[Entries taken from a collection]
# # # # # # #

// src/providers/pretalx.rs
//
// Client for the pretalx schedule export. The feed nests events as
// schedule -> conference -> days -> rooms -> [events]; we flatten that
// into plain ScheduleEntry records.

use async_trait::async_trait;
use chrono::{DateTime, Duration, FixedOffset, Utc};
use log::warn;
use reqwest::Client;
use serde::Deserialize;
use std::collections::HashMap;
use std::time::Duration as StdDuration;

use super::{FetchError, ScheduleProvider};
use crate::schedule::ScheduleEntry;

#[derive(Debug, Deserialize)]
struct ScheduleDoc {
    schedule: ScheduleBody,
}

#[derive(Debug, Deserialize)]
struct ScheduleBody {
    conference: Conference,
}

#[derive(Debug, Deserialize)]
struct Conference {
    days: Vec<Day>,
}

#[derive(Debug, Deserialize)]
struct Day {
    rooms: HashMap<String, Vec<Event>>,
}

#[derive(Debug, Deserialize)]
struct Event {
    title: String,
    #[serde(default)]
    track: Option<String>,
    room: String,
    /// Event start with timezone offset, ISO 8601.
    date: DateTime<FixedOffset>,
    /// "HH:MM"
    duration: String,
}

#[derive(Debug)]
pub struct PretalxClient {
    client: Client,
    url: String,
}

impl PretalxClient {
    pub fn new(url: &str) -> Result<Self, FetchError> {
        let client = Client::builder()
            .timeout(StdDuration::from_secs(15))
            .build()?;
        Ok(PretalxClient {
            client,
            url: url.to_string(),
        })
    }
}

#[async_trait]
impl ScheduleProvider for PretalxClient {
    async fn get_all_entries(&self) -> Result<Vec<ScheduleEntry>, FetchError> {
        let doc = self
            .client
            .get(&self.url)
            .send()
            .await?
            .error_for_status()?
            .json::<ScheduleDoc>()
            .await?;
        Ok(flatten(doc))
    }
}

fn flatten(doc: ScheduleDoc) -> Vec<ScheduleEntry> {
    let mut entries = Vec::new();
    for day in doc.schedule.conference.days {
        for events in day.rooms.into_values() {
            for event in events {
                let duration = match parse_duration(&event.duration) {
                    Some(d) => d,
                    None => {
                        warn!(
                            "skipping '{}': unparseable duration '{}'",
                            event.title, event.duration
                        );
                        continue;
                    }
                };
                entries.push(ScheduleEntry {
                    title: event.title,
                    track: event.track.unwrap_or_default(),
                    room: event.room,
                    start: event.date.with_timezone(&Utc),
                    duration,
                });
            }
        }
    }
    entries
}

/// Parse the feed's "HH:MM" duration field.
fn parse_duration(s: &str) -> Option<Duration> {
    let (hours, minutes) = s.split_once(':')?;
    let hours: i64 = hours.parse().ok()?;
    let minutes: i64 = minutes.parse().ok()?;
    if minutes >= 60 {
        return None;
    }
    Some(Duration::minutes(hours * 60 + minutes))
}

# # # # # # #

▸ TASK BRIEF: Using the entries above, say how many lines contain the string "feed"; the number is the full reply.

▸ THE COMPLETED TASK: 2